**TASK BRIEF**. Beginning with the line that holds "for (stage, trail)" in the data below, give again every line through the one that holds "CalculationItem::CompositeBeam(input) => match", exactly as written.

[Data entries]
——————

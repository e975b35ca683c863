//! # Error Types
//!
//! Structured error types for composite_core. Every variant carries enough
//! context (which field, which stage, which quantity) for a front end to show
//! a precise message without re-deriving anything.
//!
//! ## Example
//!
//! ```rust
//! use composite_core::errors::{CalcError, CalcResult};
//!
//! fn validate_span(span_ft: f64) -> CalcResult<()> {
//!     if span_ft <= 0.0 {
//!         return Err(CalcError::invalid_input(
//!             "span_ft",
//!             span_ft.to_string(),
//!             "Span must be positive",
//!         ));
//!     }
//!     Ok(())
//! }
//!
//! assert!(validate_span(-1.0).is_err());
//! ```

use serde::{Deserialize, Serialize};
use thiserror::Error;

/// Result type alias for composite_core operations
pub type CalcResult<T> = Result<T, CalcError>;

/// Structured error type for calculation operations.
#[derive(Error, Debug, Clone, Serialize, Deserialize, PartialEq)]
#[serde(tag = "type", content = "details")]
pub enum CalcError {
    /// A text field could not be parsed as a number
    #[error("Invalid number for '{field}': '{value}'")]
    InvalidNumber { field: String, value: String },

    /// An input value is out of range
    #[error("Invalid input for '{field}': {value} - {reason}")]
    InvalidInput {
        field: String,
        value: String,
        reason: String,
    },

    /// A required field is missing
    #[error("Missing required field: {field}")]
    MissingField { field: String },

    /// Beam section label not present in the section table
    #[error("Section not found: {label}")]
    SectionNotFound { label: String },

    /// A stage hit a zero, near-zero or non-finite denominator
    #[error("Degenerate geometry in {stage}: {quantity} = {value}")]
    DegenerateGeometry {
        stage: String,
        quantity: String,
        value: String,
    },

    /// File I/O error
    #[error("File error: {operation} on '{path}' - {reason}")]
    FileError {
        operation: String,
        path: String,
        reason: String,
    },

    /// JSON serialization/deserialization error
    #[error("Serialization error: {reason}")]
    SerializationError { reason: String },

    /// Schema version mismatch
    #[error("Version mismatch: file version {file_version}, expected {expected_version}")]
    VersionMismatch {
        file_version: String,
        expected_version: String,
    },

    /// Generic internal error (should be rare)
    #[error("Internal error: {message}")]
    Internal { message: String },
}

impl CalcError {
    /// Create an InvalidNumber error
    pub fn invalid_number(field: impl Into<String>, value: impl Into<String>) -> Self {
        CalcError::InvalidNumber {
            field: field.into(),
            value: value.into(),
        }
    }

    /// Create an InvalidInput error
    pub fn invalid_input(field: impl Into<String>, value: impl Into<String>, reason: impl Into<String>) -> Self {
        CalcError::InvalidInput {
            field: field.into(),
            value: value.into(),
            reason: reason.into(),
        }
    }

    /// Create a MissingField error
    pub fn missing_field(field: impl Into<String>) -> Self {
        CalcError::MissingField {
            field: field.into(),
        }
    }

    /// Create a SectionNotFound error
    pub fn section_not_found(label: impl Into<String>) -> Self {
        CalcError::SectionNotFound {
            label: label.into(),
        }
    }

    /// Create a DegenerateGeometry error
    pub fn degenerate_geometry(stage: impl Into<String>, quantity: impl Into<String>, value: f64) -> Self {
        CalcError::DegenerateGeometry {
            stage: stage.into(),
            quantity: quantity.into(),
            value: value.to_string(),
        }
    }

    /// Create a FileError
    pub fn file_error(operation: impl Into<String>, path: impl Into<String>, reason: impl Into<String>) -> Self {
        CalcError::FileError {
            operation: operation.into(),
            path: path.into(),
            reason: reason.into(),
        }
    }

    /// Whether retrying the same request could succeed.
    ///
    /// Input, selection and geometry errors describe an invalid design and
    /// are never retried; only I/O can be transient.
    pub fn is_recoverable(&self) -> bool {
        matches!(self, CalcError::FileError { .. })
    }

    /// Get a short error code for programmatic handling
    pub fn error_code(&self) -> &'static str {
        match self {
            CalcError::InvalidNumber { .. } => "INVALID_NUMBER",
            CalcError::InvalidInput { .. } => "INVALID_INPUT",
            CalcError::MissingField { .. } => "MISSING_FIELD",
            CalcError::SectionNotFound { .. } => "SECTION_NOT_FOUND",
            CalcError::DegenerateGeometry { .. } => "DEGENERATE_GEOMETRY",
            CalcError::FileError { .. } => "FILE_ERROR",
            CalcError::SerializationError { .. } => "SERIALIZATION_ERROR",
            CalcError::VersionMismatch { .. } => "VERSION_MISMATCH",
            CalcError::Internal { .. } => "INTERNAL_ERROR",
        }
    }
}

/// Guard a denominator before dividing by it.
///
/// Returns the value unchanged when it is finite and not vanishingly small,
/// otherwise a [`CalcError::DegenerateGeometry`] naming the stage and quantity.
pub fn nonzero(stage: &str, quantity: &str, value: f64) -> CalcResult<f64> {
    if !value.is_finite() || value.abs() < f64::EPSILON {
        return Err(CalcError::degenerate_geometry(stage, quantity, value));
    }
    Ok(value)
}
//! # Shear Strength
//!
//! Web shear yielding of the steel beam alone [AISC G2.1]. The slab is
//! ignored for shear. Rolled I-shapes with `h/tw ≤ 2.24√(E/Fy)` take
//! `Cv1 = 1.0` and `φv = 1.0`; the slenderness is reported so the
//! assumption can be checked, but it does not change the capacity.

use serde::{Deserialize, Serialize};

use super::{CheckStatus, DesignInput, DesignSettings, LoadResult};
use crate::derivation::DerivationTrail;
use crate::equations::composite::{compact_web_limit, web_shear_nominal};
use crate::equations::Equation;
use crate::errors::{nonzero, CalcResult};

const STAGE: &str = "Shear Strength";

/// Web shear strength coefficient
pub const CV1: f64 = 1.0;

#[derive(Debug, Clone, PartialEq, Serialize, Deserialize)]
pub struct ShearResult {
    /// Web area Aw = d·tw (in²)
    pub web_area_in2: f64,

    /// Nominal shear strength Vn (kips)
    pub vn_kips: f64,

    /// Design shear strength φVn (kips)
    pub phi_vn_kips: f64,

    /// V_u / φVn
    pub ratio: f64,

    pub status: CheckStatus,

    /// Web slenderness h/tw: the tabulated value, else h = d − 2tf
    pub web_slenderness: f64,

    /// 2.24√(E/Fy)
    pub compact_web_limit: f64,

    /// Whether the Cv1 = 1.0, φv = 1.0 assumption holds
    pub web_compact: bool,

    pub derivation: DerivationTrail,
}

pub fn check_shear(input: &DesignInput, loads: &LoadResult, settings: &DesignSettings) -> CalcResult<ShearResult> {
    let beam = &input.beam;
    let aw = beam.web_area();
    let vn = web_shear_nominal(input.fy_ksi, aw, CV1);
    let phi_vn = settings.phi_shear * vn;
    let v_u = loads.factored_shear_kips;
    let ratio = v_u / nonzero(STAGE, "φVn", phi_vn)?;
    let status = CheckStatus::strength(ratio);

    nonzero(STAGE, "tw", beam.tw_in)?;
    let slenderness = beam.web_slenderness();
    let limit = compact_web_limit(settings.es_ksi, input.fy_ksi);
    let compact = slenderness <= limit;
    if !compact {
        tracing::warn!(
            beam = %beam.label,
            h_tw = slenderness,
            limit,
            "web exceeds the Cv1 = 1.0 slenderness limit"
        );
    }

    let mut derivation = DerivationTrail::new();
    derivation.push("Aw", format!("{:.2} × {:.3} = {:.3} in²", beam.depth_in, beam.tw_in, aw));
    derivation.push_eq(
        "φVn",
        Equation::WebShearStrength,
        format!(
            "{:.2} × 0.6 × {:.1} × {:.3} × {:.1} = {:.2} kips",
            settings.phi_shear, input.fy_ksi, aw, CV1, phi_vn
        ),
    );
    derivation.push(
        "ratio",
        format!("V_u / φVn = {:.2} / {:.2} = {:.3} → {}", v_u, phi_vn, ratio, status),
    );
    let source = match beam.h_tw {
        Some(_) => "tabulated".to_string(),
        None => format!("({:.2} − 2 × {:.3}) / {:.3}", beam.depth_in, beam.tf_in, beam.tw_in),
    };
    derivation.push(
        "h/tw",
        format!(
            "{} = {:.2} {} 2.24√({:.0}/{:.1}) = {:.2}",
            source,
            slenderness,
            if compact { "≤" } else { ">" },
            settings.es_ksi,
            input.fy_ksi,
            limit
        ),
    );

    Ok(ShearResult {
        web_area_in2: aw,
        vn_kips: vn,
        phi_vn_kips: phi_vn,
        ratio,
        status,
        web_slenderness: slenderness,
        compact_web_limit: limit,
        web_compact: compact,
        derivation,
    })
}
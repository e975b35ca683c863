//! # Composite Beam CLI
//!
//! Terminal host for the composite beam engine. Loads the section table,
//! runs either a saved project or the typical floor beam, and prints the
//! check summary, derivation trails and JSON.
//!
//! ```text
//! composite_cli [PROJECT.cbd] [--section LABEL] [--sections PATH] [--json] [--save PATH]
//! ```

use std::path::PathBuf;
use std::process::ExitCode;

use composite_core::calculations::{calculate_with, CalculationItem, CompositeBeamResult, DesignInput};
use composite_core::errors::{CalcError, CalcResult};
use composite_core::file_io::{load_project, save_project};
use composite_core::logging;
use composite_core::materials::SectionCatalog;
use composite_core::project::Project;

const USAGE: &str = "\
Usage: composite_cli [PROJECT.cbd] [OPTIONS]

Options:
  --section LABEL   Steel section for the typical floor beam (default W18X35)
  --sections PATH   Section dataset CSV (default: $COMPOSITE_SECTIONS_CSV, assets/w_sections.csv)
  --json            Print results as JSON
  --save PATH       Save the evaluated beam(s) as a project file
  -h, --help        Show this message";

#[derive(Debug, Default)]
struct Args {
    project: Option<PathBuf>,
    section: Option<String>,
    sections: Option<PathBuf>,
    json: bool,
    save: Option<PathBuf>,
    help: bool,
}

fn parse_args(mut args: impl Iterator<Item = String>) -> Result<Args, String> {
    let mut parsed = Args::default();
    while let Some(arg) = args.next() {
        let mut value = |flag: &str| args.next().ok_or_else(|| format!("{} requires a value", flag));
        match arg.as_str() {
            "--section" => parsed.section = Some(value("--section")?),
            "--sections" => parsed.sections = Some(PathBuf::from(value("--sections")?)),
            "--save" => parsed.save = Some(PathBuf::from(value("--save")?)),
            "--json" => parsed.json = true,
            "-h" | "--help" => parsed.help = true,
            flag if flag.starts_with('-') => return Err(format!("Unknown option: {}", flag)),
            path if parsed.project.is_none() => parsed.project = Some(PathBuf::from(path)),
            extra => return Err(format!("Unexpected argument: {}", extra)),
        }
    }
    Ok(parsed)
}

/// Project to evaluate: the file given on the command line, or a new one
/// holding the typical floor beam with the selected section.
fn build_project(args: &Args, catalog: &SectionCatalog) -> CalcResult<Project> {
    if let Some(path) = &args.project {
        return load_project(path);
    }

    let label = args.section.as_deref().unwrap_or("W18X35");
    let beam = catalog.lookup(label)?;
    let mut project = Project::new("", "", "");
    project.add_item(CalculationItem::CompositeBeam(
        DesignInput::typical_floor_beam().with_section(beam),
    ));
    Ok(project)
}

fn print_result(result: &CompositeBeamResult) {
    println!("═══════════════════════════════════════");
    for line in result.summary_lines() {
        println!("{}", line);
    }
    println!("═══════════════════════════════════════");

    for (stage, trail) in result.derivations() {
        println!();
        println!("{}", stage);
        for step in trail.iter() {
            println!("  {}", step.display_line());
        }
    }
    println!();
}

fn report_error(error: &CalcError) {
    eprintln!("Error [{}]: {}", error.error_code(), error);
    if let Ok(json) = serde_json::to_string_pretty(error) {
        eprintln!("{}", json);
    }
}

fn run(args: &Args) -> CalcResult<bool> {
    let catalog = match &args.sections {
        Some(path) => SectionCatalog::with_path(path),
        None => SectionCatalog::new(),
    };
    let source = catalog.table().source();
    tracing::info!(sections = catalog.table().len(), ?source, "section table ready");

    let project = build_project(args, &catalog)?;
    let settings = project.settings.design;

    let mut all_pass = true;
    let mut results = Vec::new();
    for (_, item) in project.items_by_label() {
        match item {
            CalculationItem::CompositeBeam(input) => match calculate_with(input, &settings) {
                Ok(result) => {
                    all_pass &= result.passes();
                    if !args.json {
                        print_result(&result);
                    }
                    results.push(result);
                }
                Err(e) => {
                    all_pass = false;
                    eprintln!("{}: calculation failed", item.label());
                    report_error(&e);
                }
            },
        }
    }

    if args.json {
        let json = serde_json::to_string_pretty(&results).map_err(|e| CalcError::SerializationError {
            reason: e.to_string(),
        })?;
        println!("{}", json);
    }

    if let Some(path) = &args.save {
        save_project(&project, path)?;
        println!("Saved {} item(s) to {}", project.item_count(), path.display());
    }

    Ok(all_pass)
}

fn main() -> ExitCode {
    logging::init();

    let args = match parse_args(std::env::args().skip(1)) {
        Ok(args) => args,
        Err(message) => {
            eprintln!("{}", message);
            eprintln!("{}", USAGE);
            return ExitCode::from(2);
        }
    };
    if args.help {
        println!("{}", USAGE);
        return ExitCode::SUCCESS;
    }

    match run(&args) {
        Ok(true) => ExitCode::SUCCESS,
        Ok(false) => ExitCode::from(1),
        Err(e) => {
            report_error(&e);
            ExitCode::from(2)
        }
    }
}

——————

**SOLUTION TO THE EXERCISE**.
    for (stage, trail) in result.derivations() {
        println!();
        println!("{}", stage);
        for step in trail.iter() {
            println!("  {}", step.display_line());
        }
    }
    println!();
}

fn report_error(error: &CalcError) {
    eprintln!("Error [{}]: {}", error.error_code(), error);
    if let Ok(json) = serde_json::to_string_pretty(error) {
        eprintln!("{}", json);
    }
}

fn run(args: &Args) -> CalcResult<bool> {
    let catalog = match &args.sections {
        Some(path) => SectionCatalog::with_path(path),
        None => SectionCatalog::new(),
    };
    let source = catalog.table().source();
    tracing::info!(sections = catalog.table().len(), ?source, "section table ready");

    let project = build_project(args, &catalog)?;
    let settings = project.settings.design;

    let mut all_pass = true;
    let mut results = Vec::new();
    for (_, item) in project.items_by_label() {
        match item {
            CalculationItem::CompositeBeam(input) => match calculate_with(input, &settings) {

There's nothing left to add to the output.